▶ _Task brief_: Set down, in full, every record in the block.

▶ _Input data_:
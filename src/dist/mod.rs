//! Probability distributions
//!
//! The distributions fall into the Dirichlet-Categorical conjugate family:
//! `Categorical` is the likelihood, `Dirichlet` and `SymmetricDirichlet`
//! are its conjugate priors.
mod categorical;
mod dirichlet;

pub use self::categorical::{Categorical, CategoricalError};
pub use self::dirichlet::{
    Dirichlet, DirichletError, SymmetricDirichlet, SymmetricDirichletError,
};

▶ _Reply_:
filename src/dist/mod.rs
//! Probability distributions
//!
//! The distributions fall into the Dirichlet-Categorical conjugate family:
//! `Categorical` is the likelihood, `Dirichlet` and `SymmetricDirichlet`
//! are its conjugate priors.
mod categorical;
mod dirichlet;

pub use self::categorical::{Categorical, CategoricalError};
pub use self::dirichlet::{
    Dirichlet, DirichletError, SymmetricDirichlet, SymmetricDirichletError,
};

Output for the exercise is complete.